DESCRIPTION (provided by applicant): High blood pressure is a strong risk factor for cardiovascular, cerebrovascular, and kidney disease. Although highly heritable, the genetic basis of blood pressure variation in the general population has been poorly-defined. In preliminary work, a common genetic variant associated with blood pressure was identified at the GUCY1A3/GUCY1B3 locus, which encodes the alpha1 and beta1 subunit of soluble guanylate cyclase, an enzyme which synthesizes cGMP when activated by nitric oxide and which is abundantly expressed in the vasculature. Among up to 200,000 individuals of European ancestry, 58% of the population has two copies of a BP-raising allele.
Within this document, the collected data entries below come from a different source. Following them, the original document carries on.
//! Wheeled inverted-pendulum physics.
//!
//! A linearised two-wheel model: the body is a point-mass pendulum over the
//! axle, each wheel is a damped inertia driven by its motor. Motor torque
//! accelerates the wheel and pushes the body back the other way, which is
//! what lets a forward duty catch a forward lean.
//!
//! Angles are in radians. `tilt` is the body angle from vertical, the same
//! quantity the controller estimates. Wheel angles are measured relative to
//! the body, which is what a shaft encoder reports.

/// Physical parameters of the simulated robot.
#[derive(Debug, Clone, PartialEq)]
pub struct PlantParams {
    /// Gravity term `g / l` [1/s²].
    pub pendulum_gain: f64,
    /// Body angular acceleration per unit mean duty [rad/s²].
    pub body_drive_gain: f64,
    /// Wheel angular acceleration per unit duty [rad/s²].
    pub wheel_drive_gain: f64,
    /// Wheel viscous damping (back-EMF) [1/s].
    pub wheel_damping: f64,
    /// Body damping [1/s].
    pub body_damping: f64,
    /// Tilt at which the body rests on the ground [rad].
    pub ground_angle: f64,
}

impl Default for PlantParams {
    fn default() -> Self {
        Self {
            pendulum_gain: 150.0,
            body_drive_gain: 60.0,
            wheel_drive_gain: 400.0,
            wheel_damping: 20.0,
            body_damping: 0.5,
            ground_angle: 1.3,
        }
    }
}

/// Integrated plant state.
#[derive(Debug, Clone)]
pub struct PendulumPlant {
    params: PlantParams,
    tilt: f64,
    tilt_rate: f64,
    /// Wheel angles relative to the body, left then right.
    wheel: [f64; 2],
    wheel_rate: [f64; 2],
}

impl PendulumPlant {
    /// Create a plant lying on the ground, leaning forward.
    pub fn new(params: PlantParams) -> Self {
        let tilt = params.ground_angle;
        Self {
            params,
            tilt,
            tilt_rate: 0.0,
            wheel: [0.0; 2],
            wheel_rate: [0.0; 2],
        }
    }

    /// Advance one explicit-Euler step.
    ///
    /// `drive` holds the effective duty applied to the left and right wheel
    /// (already polarity-corrected and voltage-scaled).
    pub fn step(&mut self, drive: [f64; 2], dt: f64) {
        let p = &self.params;
        let mean = 0.5 * (drive[0] + drive[1]);

        let tilt_acc = p.pendulum_gain * self.tilt.sin()
            - p.body_drive_gain * mean
            - p.body_damping * self.tilt_rate;
        self.tilt_rate += tilt_acc * dt;
        self.tilt += self.tilt_rate * dt;

        if self.tilt.abs() >= p.ground_angle {
            self.tilt = p.ground_angle.copysign(self.tilt);
            self.tilt_rate = 0.0;
        }

        self.step_wheels(drive, dt);
    }

    /// Advance only the wheels, leaving the body where it is.
    pub fn step_wheels(&mut self, drive: [f64; 2], dt: f64) {
        let p = &self.params;
        for (i, duty) in drive.into_iter().enumerate() {
            let acc = p.wheel_drive_gain * duty - p.wheel_damping * self.wheel_rate[i];
            self.wheel_rate[i] += acc * dt;
            self.wheel[i] += self.wheel_rate[i] * dt;
        }
    }

    /// Move the body toward `target` at no more than `max_rate` [rad/s],
    /// overriding the dynamics. Used by the scripted hand.
    pub fn hold(&mut self, target: f64, max_rate: f64, dt: f64) {
        let max_step = max_rate * dt;
        let delta = (target - self.tilt).clamp(-max_step, max_step);
        self.tilt += delta;
        self.tilt_rate = if dt > 0.0 { delta / dt } else { 0.0 };
    }

    /// Put the body at `tilt` with zero velocity.
    pub fn place(&mut self, tilt: f64) {
        self.tilt = tilt;
        self.tilt_rate = 0.0;
    }

    /// Body tilt [rad].
    pub fn tilt(&self) -> f64 {
        self.tilt
    }

    /// Body tilt rate [rad/s].
    pub fn tilt_rate(&self) -> f64 {
        self.tilt_rate
    }

    /// Wheel angle relative to the body, `0` = left, `1` = right [rad].
    pub fn wheel_angle(&self, side: usize) -> f64 {
        self.wheel[side]
    }

    /// True when the body rests on the ground.
    pub fn on_ground(&self) -> bool {
        self.tilt.abs() >= self.params.ground_angle - 1e-9
    }
}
The overall goal of the proposed research program is to ascertain whether the GUCY1A3/GUCY1B3 genetic variant associated with blood pressure (or a closely linked variant) modulates expression of soluble guanylate cyclase alpha1 and/or beta1 subunits. In Aim 1, we seek to establish whether the association of BP with the SNP at the GUCY1A3/GUCY1B3 locus is likely to be determined by a difference in sGC activity. Inhaled nitric oxide will be administered to individuals with 0 or 2 copies of the BP-raising allele, and the impact of genotype on the ability of NO inhalation to increase plasma cGMP levels will be determined. In parallel experiments, platelet soluble guanylate cyclase subunit mRNA and protein levels, as well as enzyme activity and NO- inhabitable aggregation will be compared between genotypes. In Aim 2, genetic variants will be introduced into bacterial artificial chromosomes containing the human GUCY1A3/GUCY1B3 locus. Clones containing major and minor alleles will be introduced in vascular smooth muscle cells, and expression of the soluble guanylate cyclase alpha1 and beta1 subunits will be compared. The investigators' proposed use of detailed physiologic phenotyping and molecular characterization of the DNA sequence variation promises to yield fundamental insights into regulation of the GUCY1A3 and GUCY1B3 genes and to begin to better understand the role of nitric oxide-soluble guanylate cyclase-cGMP signaling in blood pressure regulation in the general population.

描述（由申请人提供）：高血压是心血管，脑血管和肾脏疾病的强大风险因素。尽管高度可遗传，但普通人群血压变化的遗传基础的定义很差。在初步工作中，在GuCy1a3/gucy1b3座位上鉴定了一种与血压相关的常见遗传变异，该酶编码了可溶性鸟烯酸鸟酯环化酶的alpha1和beta1亚基，这是一种酶，一种酶，该酶通过氧化氧化物和表达含量表达的氧化含量时，该酶合成CGMP。在多达200,000个欧洲血统的人中，有58％的人口有两份BP升级等位基因。提出的研究计划的总体目标是确定与血压（或紧密联系的变体）相关的GUCY1A3/GUCY1B3遗传变异是否会调节可溶性鸟苷酸环化酶alpha1和/或beta1亚基的表达。在AIM 1中，我们试图确定在GUCY1A3/GUCY1B3基因座上BP与SNP的关联是否可能取决于SGC活性的差异。吸入一氧化氮将被施用给具有0或2份BP-RAISERELERELE的个体，并将确定基因型对NO吸入增加等离子体CGMP水平的能力的影响。在平行的实验中，将比较基因型之间的血小板可溶性鸟苷酸环化酶亚基mRNA和蛋白质水平以及酶活性和无居住的聚集。在AIM 2中，遗传变异将被引入包含人类GUCY1A3/GUCY1B3基因座的细菌人造染色体中。将在血管平滑肌细胞中引入含有主要和小等位基因的克隆，并将比较可溶性鸟苷酸环化酶α1和Beta1亚基的表达。研究人员提出了对DNA序列变化的详细生理表型和分子表征的使用，有望在调节GUCY1A3和GUCY1B3基因的调控中产生基本的见解，并开始更好地了解硝酸氧化物氧化物氧化物氧化物氧化物氧化物氧化圭甲酰化环境磷酸甘氨酸磷酸甘氨酸磷酸甘油儿CGMP信号在血液压力中的调节。